Abstract
Objective:
To evaluate the cytotoxic effects of three different resin-modified orthodontic band adhesives.
Materials and Methods:
Three resin-modified orthodontic band adhesives (Bisco Ortho Band Paste LC™, Multi-Cure Glass Ionomer Band Cement™, and Transbond Plus Light Cure Band Adhesive™) were prepared and the samples were extracted in 3 mL of Basal Medium Eagle with 10% newborn calf serum for 24 hours. The L929 cells were plated (25,000 cells/mL) in wells of 96-well dishes and maintained in a humidified incubator for 24 hours at 37°C, 5% CO2, and 95% air. After 24-hour incubation of the cells, the incubation medium was replaced by the immersed medium in which the samples were stored. Then L929 cells were incubated in contact with eluates for 24 hours. The cell mitochondrial activity was evaluated by the methyltetrazolium test. Twelve wells were used for each specimen, and methyltetrazolium tests were applied two times. The data were statistically analyzed using one-way analysis of variance and Tukey Honestly Significantly Different tests.
Results:
Results with L929 fibroblasts demonstrated that all freshly prepared resin-modified orthodontic band adhesive materials reduced vital cell numbers (P > .05), in comparison to the control group. Our data demonstrate that all materials showed significant cytotoxicity compared to the control group.
Conclusions:
The results indicate that all materials showed significant cytotoxicity compared to the control group, and further studies using different test methods are needed for all resin-modified orthodontic band adhesives.

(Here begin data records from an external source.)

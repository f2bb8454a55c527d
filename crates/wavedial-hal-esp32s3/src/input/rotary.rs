use embedded_hal::digital::InputPin;

use esp_hal::{
    gpio::Input,
    pcnt::{Pcnt, channel, unit::Unit},
    peripherals::PCNT,
};
use wavedial_core::input::DialInput;

// PCNT glitch filter in APB cycles (80 MHz): ~12.5 us. Hardware caps the
// filter register at 1023.
const PCNT_FILTER_CYCLES: u16 = 1000;

#[derive(Debug, Clone, Copy)]
pub struct DialConfig {
    direction_inverted: bool,
    key_active_low: bool,
    transitions_per_detent: u8,
}

impl Default for DialConfig {
    fn default() -> Self {
        Self {
            direction_inverted: false,
            key_active_low: true,
            // EC-11 style encoders emit a full quadrature cycle per detent.
            transitions_per_detent: 4,
        }
    }
}

impl DialConfig {
    pub const fn with_direction_inverted(mut self, direction_inverted: bool) -> Self {
        self.direction_inverted = direction_inverted;
        self
    }

    pub const fn with_key_active_low(mut self, key_active_low: bool) -> Self {
        self.key_active_low = key_active_low;
        self
    }

    pub const fn with_transitions_per_detent(mut self, transitions_per_detent: u8) -> Self {
        self.transitions_per_detent = transitions_per_detent;
        self
    }
}

/// Rotary dial on the PCNT peripheral: both quadrature channels are counted
/// in hardware, so the 50 ms session poll cadence cannot drop transitions.
/// The key is a plain input pin, externally pulled up.
pub struct RotaryDial<'d, SW> {
    unit: Unit<'d, 0>,
    // The quadrature pins stay owned here so their input configuration
    // outlives the PCNT routing set up in `new`.
    _clk: Input<'d>,
    _dt: Input<'d>,
    sw: SW,
    config: DialConfig,
    base: i32,
}

impl<'d, SW> RotaryDial<'d, SW>
where
    SW: InputPin,
{
    pub fn new(pcnt: PCNT<'d>, clk: Input<'d>, dt: Input<'d>, sw: SW, config: DialConfig) -> Self {
        let pcnt = Pcnt::new(pcnt);
        let unit = pcnt.unit0;
        unit.set_filter(Some(PCNT_FILTER_CYCLES)).unwrap();
        unit.clear();

        // Full x4 decode: each channel counts edges of one signal gated by
        // the other, so one detent accumulates `transitions_per_detent`.
        let ch0 = &unit.channel0;
        ch0.set_ctrl_signal(clk.peripheral_input());
        ch0.set_edge_signal(dt.peripheral_input());
        ch0.set_ctrl_mode(channel::CtrlMode::Reverse, channel::CtrlMode::Keep);
        ch0.set_input_mode(channel::EdgeMode::Increment, channel::EdgeMode::Decrement);

        let ch1 = &unit.channel1;
        ch1.set_ctrl_signal(dt.peripheral_input());
        ch1.set_edge_signal(clk.peripheral_input());
        ch1.set_ctrl_mode(channel::CtrlMode::Reverse, channel::CtrlMode::Keep);
        ch1.set_input_mode(channel::EdgeMode::Decrement, channel::EdgeMode::Increment);

        unit.resume();

        Self {
            unit,
            _clk: clk,
            _dt: dt,
            sw,
            config,
            base: 0,
        }
    }

    // The 16-bit counter is cleared on every baseline resync, which every
    // playback session does at start, so it never gets near wrapping.
    fn detents(&self) -> i32 {
        let transitions = self.unit.value() as i32;
        let per_detent = self.config.transitions_per_detent.max(1) as i32;
        let detents = transitions / per_detent;
        if self.config.direction_inverted {
            -detents
        } else {
            detents
        }
    }
}

impl<SW> DialInput for RotaryDial<'_, SW>
where
    SW: InputPin,
{
    type Error = SW::Error;

    fn position(&mut self) -> Result<i32, Self::Error> {
        Ok(self.base.wrapping_add(self.detents()))
    }

    fn set_position(&mut self, position: i32) {
        self.unit.clear();
        self.base = position;
    }

    fn key_pressed(&mut self) -> Result<bool, Self::Error> {
        let level_high = self.sw.is_high()?;
        Ok(if self.config.key_active_low {
            !level_high
        } else {
            level_high
        })
    }
}
//! Scripted recognizer for demos and tests.

use crate::capture::{FrameImage, Rotation};
use crate::vision::{RecognizeError, Recognizer};

/// One scripted recognition outcome.
#[derive(Debug, Clone)]
pub enum ScriptStep {
    /// Successful recognition, possibly with empty text
    Text(String),
    /// Failed recognition
    Fail(String),
}

impl ScriptStep {
    pub fn text(text: &str) -> Self {
        ScriptStep::Text(text.to_string())
    }

    pub fn fail(message: &str) -> Self {
        ScriptStep::Fail(message.to_string())
    }
}

/// Replays a fixed script of outcomes, one per `recognize` call.
///
/// With `cycling`, the script repeats forever; otherwise the last step
/// repeats once the script is exhausted.
pub struct FakeRecognizer {
    script: Vec<ScriptStep>,
    cursor: usize,
    cycle: bool,
    calls: usize,
}

impl FakeRecognizer {
    pub fn with_script(script: Vec<ScriptStep>) -> Self {
        Self {
            script,
            cursor: 0,
            cycle: false,
            calls: 0,
        }
    }

    /// A recognizer that cycles through the given phrases forever.
    pub fn cycling(phrases: &[&str]) -> Self {
        let script = phrases.iter().map(|p| ScriptStep::text(p)).collect();
        Self {
            script,
            cursor: 0,
            cycle: true,
            calls: 0,
        }
    }

    pub fn calls(&self) -> usize {
        self.calls
    }
}

impl Recognizer for FakeRecognizer {
    fn recognize(
        &mut self,
        _image: &FrameImage,
        _rotation: Rotation,
    ) -> Result<String, RecognizeError> {
        self.calls += 1;

        let step = if self.script.is_empty() {
            return Ok(String::new());
        } else if self.cursor < self.script.len() {
            let step = self.script[self.cursor].clone();
            self.cursor += 1;
            if self.cycle && self.cursor == self.script.len() {
                self.cursor = 0;
            }
            step
        } else {
            // Script exhausted: repeat the last step.
            self.script[self.script.len() - 1].clone()
        };

        match step {
            ScriptStep::Text(text) => Ok(text),
            ScriptStep::Fail(message) => Err(RecognizeError::Backend(message)),
        }
    }
}

#[cfg(test)]
mod tests {
    use super::*;

    fn test_image() -> FrameImage {
        FrameImage::new(vec![0u8; 12], 2, 2)
    }

    #[test]
    fn test_script_replays_in_order() {
        let mut recognizer = FakeRecognizer::with_script(vec![
            ScriptStep::text("Stop"),
            ScriptStep::text(""),
            ScriptStep::fail("blurred"),
        ]);
        let image = test_image();

        assert_eq!(
            recognizer.recognize(&image, Rotation::Deg0).unwrap(),
            "Stop"
        );
        assert_eq!(recognizer.recognize(&image, Rotation::Deg0).unwrap(), "");
        assert!(recognizer.recognize(&image, Rotation::Deg0).is_err());
        assert_eq!(recognizer.calls(), 3);
    }

    #[test]
    fn test_exhausted_script_repeats_last_step() {
        let mut recognizer = FakeRecognizer::with_script(vec![ScriptStep::text("Exit")]);
        let image = test_image();

        for _ in 0..3 {
            assert_eq!(
                recognizer.recognize(&image, Rotation::Deg0).unwrap(),
                "Exit"
            );
        }
    }

    #[test]
    fn test_cycling_wraps_around() {
        let mut recognizer = FakeRecognizer::cycling(&["a", "b"]);
        let image = test_image();

        let outputs: Vec<String> = (0..5)
            .map(|_| recognizer.recognize(&image, Rotation::Deg0).unwrap())
            .collect();
        assert_eq!(outputs, ["a", "b", "a", "b", "a"]);
    }
}
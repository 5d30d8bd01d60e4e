//! ocrs text recognition backend.
//!
//! Wraps an [`ocrs::OcrEngine`] loaded from local `.rten` models. Frames are
//! rotated upright before recognition; the engine itself is treated as a
//! black box.

use std::path::Path;

use anyhow::{Context, Result};
use image::RgbImage;
use ocrs::{ImageSource, OcrEngine, OcrEngineParams};
use rten::Model;
use tracing::info;

use crate::capture::{FrameImage, Rotation};
use crate::vision::{RecognizeError, Recognizer};

const DETECTION_MODEL: &str = "text-detection.rten";
const RECOGNITION_MODEL: &str = "text-recognition.rten";

pub struct OcrsRecognizer {
    engine: OcrEngine,
}

impl OcrsRecognizer {
    /// Load detection and recognition models from `model_dir`.
    ///
    /// Expects `text-detection.rten` and `text-recognition.rten` in that
    /// directory.
    pub fn new(model_dir: &Path) -> Result<Self> {
        let detection_path = model_dir.join(DETECTION_MODEL);
        let recognition_path = model_dir.join(RECOGNITION_MODEL);

        let detection_model = Model::load_file(&detection_path)
            .with_context(|| format!("failed to load {}", detection_path.display()))?;
        let recognition_model = Model::load_file(&recognition_path)
            .with_context(|| format!("failed to load {}", recognition_path.display()))?;

        let engine = OcrEngine::new(OcrEngineParams {
            detection_model: Some(detection_model),
            recognition_model: Some(recognition_model),
            ..Default::default()
        })
        .context("failed to initialize OCR engine")?;

        info!("OCR engine initialized from {}", model_dir.display());
        Ok(Self { engine })
    }
}

impl Recognizer for OcrsRecognizer {
    fn recognize(
        &mut self,
        image: &FrameImage,
        rotation: Rotation,
    ) -> Result<String, RecognizeError> {
        let upright = rotate_upright(image, rotation)?;
        let (width, height) = upright.dimensions();

        let source = ImageSource::from_bytes(upright.as_raw(), (width, height))
            .map_err(|err| RecognizeError::InvalidImage(err.to_string()))?;
        let input = self
            .engine
            .prepare_input(source)
            .map_err(|err| RecognizeError::Backend(err.to_string()))?;
        let text = self
            .engine
            .get_text(&input)
            .map_err(|err| RecognizeError::Backend(err.to_string()))?;

        Ok(text.trim_end().to_string())
    }
}

/// Rotate the raw frame so its text is upright for the engine.
fn rotate_upright(image: &FrameImage, rotation: Rotation) -> Result<RgbImage, RecognizeError> {
    let buffer = RgbImage::from_raw(image.width, image.height, image.data.clone())
        .ok_or_else(|| {
            RecognizeError::InvalidImage("pixel buffer does not match dimensions".to_string())
        })?;

    Ok(match rotation {
        Rotation::Deg0 => buffer,
        Rotation::Deg90 => image::imageops::rotate90(&buffer),
        Rotation::Deg180 => image::imageops::rotate180(&buffer),
        Rotation::Deg270 => image::imageops::rotate270(&buffer),
    })
}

Keywords: Biocompatibility, Orthodontic band adhesive, Cytotoxicity
INTRODUCTION
Despite the advantage of bonded attachments, molar bands are generally used in fixed orthodontic treatment. Band cements are necessary for mechanical retention or adhesion. In addition, they also serve to seal and fill the gaps.1 Glass ionomer cements (GICs) offer considerable advantages in physical properties and provide superior clinical performance as a result of the reduced band failure they afford.2,3 Furthermore, GICs leach fluoride over prolonged periods.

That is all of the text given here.